How stupid they were; believing nothing could touch them, catch them, destroy what they had. Willfully blind to the facts, to the birds and the bees, for godsakes. Charmed, meant to be, summer of love, ain’t nothin’ like the real thing, baby.
He looks at Nell, thinks of how he kept pushing Harlow away from her, but still took what he wanted with Megan. With everything. Grabbed what he wanted with both hands. Flying. The war. Intoxicated in the air. Every time he walked across the tarmac,
climbed into the bird. All he’d ever wanted. More awake, more alert, more alive than anytime before or since.
“I think she’s dead,” he says finally.
Nell doesn’t answer for a long time.
“Did you hear me?”
“Don’t say that.” Her voice quiet, strained. “Don’t even think it.”
“And they’ll never find her.”
“Billy, Christ . . . ”
“Tell me what happened.”
“There’s nothing to tell,” she says.
“Liar.”
She turns away from him to look out the window.
“You’re blushing,” he says. “Telltale sign.”
“Stop it.”
“Who are you protecting?”
“I don’t know anymore.”
Nell’s Friday night bus ride to Syracuse is hot, crowded, and noisy. She gets off the bus with a splitting headache and takes the shortcut to Sheila’s apartment, even though she’s promised not to walk through the parking lots and alleyways at night.
She runs up the stairs and makes a beeline to the medicine cabinet and some aspirin. Coming out of the bathroom, Nell realizes what’s troubling her. The apartment is nearly empty.
“What’s going on?”
“I’ve been giving a few things away.”
Nell takes in the bare shelves, the lone chair with a lamp beside it. In the bedroom, Sheila’s single mattress is on the floor. The dresser, mirror, and pictures are gone. Nell opens the closet: two pairs of shoes, two pairs of pants, skirts, shirts, sweaters.
“Nell, would you quit it?” Sheila says as Nell opens the silverware drawer in the kitchen: two sets of forks, knives, spoons. On the shelves: two plates, bowls, cups.
Sheila’s beloved stand mixer is gone. She’d saved for two years to buy that thing. The wooden table they bought together at a yard sale has been replaced with a card table and two folding chairs.

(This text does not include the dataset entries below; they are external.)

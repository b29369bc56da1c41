//! Pipeline executor that runs the annotation passes in order

use crate::adv::config::RenderConfig;
use crate::adv::error::AdvError;
use crate::adv::pipeline::mapper::walk_script;
use crate::adv::pipeline::mappers::*;
use crate::adv::script::Script;

/// Runs the annotation passes over a script.
///
/// The order is fixed:
/// 1. LastClickWait - per line, flag click-waits followed by a newline
/// 2. TrailingCounts - forward over the whole script
/// 3. LeadingWhitespace - backward over the whole script; rewrites the text counted in 2
/// 4. StampWaitMarkers - write the annotations into the wait markers (optional)
#[derive(Debug, Clone)]
pub struct PipelineExecutor {
    render: RenderConfig,
}

impl PipelineExecutor {
    pub fn new(render: RenderConfig) -> Self {
        Self { render }
    }

    /// Annotate `script` in place. On error the script is left partially annotated and must
    /// not be written.
    #[tracing::instrument(level = "debug", skip_all, fields(lines = script.line_count()))]
    pub fn execute(&self, script: &mut Script) -> Result<(), AdvError> {
        walk_script(script, &mut LastClickWaitMapper::new())?;
        walk_script(script, &mut TrailingCountMapper::new())?;
        walk_script(script, &mut LeadingWhitespaceMapper::new())?;

        if self.render.stamp_wait_markers {
            walk_script(script, &mut StampWaitMarkersMapper::new(&self.render))?;
        }
        Ok(())
    }
}

/// Annotate `script` in place with the given render settings.
pub fn annotate(script: &mut Script, render: &RenderConfig) -> Result<(), AdvError> {
    PipelineExecutor::new(render.clone()).execute(script)
}
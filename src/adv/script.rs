//! Token arena for one conversion run
//!
//!     The passes need two views of the same tokens: the flat script order, and the tokens
//!     grouped by source line. Both are served from one `Vec<Token>`; a line is an index
//!     span into it. A mutation made through a line slice is therefore visible in the flat
//!     view and the other way round, without shared-ownership pointers.
//!
//!     Lines are contiguous, ordered and non-empty, together cover the whole arena, and each
//!     ends with its only newline token. [Script::from_parts] checks this for arenas built
//!     outside the tokenizer.

use crate::adv::error::AdvError;
use crate::adv::token::Token;
use serde::Serialize;
use std::ops::Range;

/// Location of one source line in the token arena.
#[derive(Debug, Clone, PartialEq, Eq, Serialize)]
pub struct LineSpan {
    /// 1-based line number in the source.
    pub number: usize,
    /// Indices of the line's tokens in the flat stream.
    pub tokens: Range<usize>,
}

#[derive(Debug, Clone, Default, PartialEq, Eq)]
pub struct Script {
    tokens: Vec<Token>,
    lines: Vec<LineSpan>,
}

impl Script {
    pub fn new() -> Self {
        Self::default()
    }

    /// Build a script from one token list per line.
    pub fn from_lines(lines: impl IntoIterator<Item = Vec<Token>>) -> Self {
        let mut script = Script::new();
        for line in lines {
            script.push_line(line);
        }
        script
    }

    /// Build a script from an arena and its line spans, checking the spans' shape and that
    /// every line is closed by exactly one newline token.
    pub fn from_parts(tokens: Vec<Token>, lines: Vec<LineSpan>) -> Result<Self, AdvError> {
        let mut expected_start = 0;
        for line in &lines {
            if line.tokens.start != expected_start {
                return Err(AdvError::ContractViolation(format!(
                    "line {} starts at token {}, expected {}",
                    line.number, line.tokens.start, expected_start
                )));
            }
            if line.tokens.is_empty() {
                return Err(AdvError::ContractViolation(format!(
                    "line {} has no tokens",
                    line.number
                )));
            }
            if line.tokens.end > tokens.len() {
                return Err(AdvError::ContractViolation(format!(
                    "line {} ends at token {} but the script has {} tokens",
                    line.number,
                    line.tokens.end,
                    tokens.len()
                )));
            }
            let line_tokens = &tokens[line.tokens.clone()];
            let newlines = line_tokens.iter().filter(|t| t.is_newline()).count();
            let ends_with_newline = line_tokens.last().is_some_and(Token::is_newline);
            if newlines != 1 || !ends_with_newline {
                return Err(AdvError::ContractViolation(format!(
                    "line {} must end with exactly one newline token, found {}",
                    line.number, newlines
                )));
            }
            expected_start = line.tokens.end;
        }
        if expected_start != tokens.len() {
            return Err(AdvError::ContractViolation(format!(
                "{} trailing tokens do not belong to any line",
                tokens.len() - expected_start
            )));
        }
        Ok(Script { tokens, lines })
    }

    /// Append a line to the arena.
    pub fn push_line(&mut self, line: Vec<Token>) {
        let start = self.tokens.len();
        self.tokens.extend(line);
        self.lines.push(LineSpan {
            number: self.lines.len() + 1,
            tokens: start..self.tokens.len(),
        });
    }

    /// The flat view, in script order.
    pub fn tokens(&self) -> &[Token] {
        &self.tokens
    }

    pub fn tokens_mut(&mut self) -> &mut [Token] {
        &mut self.tokens
    }

    pub fn lines(&self) -> &[LineSpan] {
        &self.lines
    }

    pub fn line_count(&self) -> usize {
        self.lines.len()
    }

    /// Tokens of the line at `index` (0-based position in [Script::lines]).
    pub fn line_tokens(&self, index: usize) -> Option<&[Token]> {
        let span = self.lines.get(index)?;
        self.tokens.get(span.tokens.clone())
    }

    pub fn line_tokens_mut(&mut self, index: usize) -> Option<&mut [Token]> {
        let span = self.lines.get(index)?;
        self.tokens.get_mut(span.tokens.clone())
    }
}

Nell wonders if Sheila ever has company.
“Are you leaving?” she asks.
“I’ll tell you while we bake. If you promise to let me tell Mom and Dad in my own way.”
“What are we making?”
“Tollhouse cookies and that orange tea cake Billy likes. Will you cream the butter?”
Nell creams the butter, thinks about Billy’s moods, the constant weight of Megan Alsop, adds brown sugar to the bowl.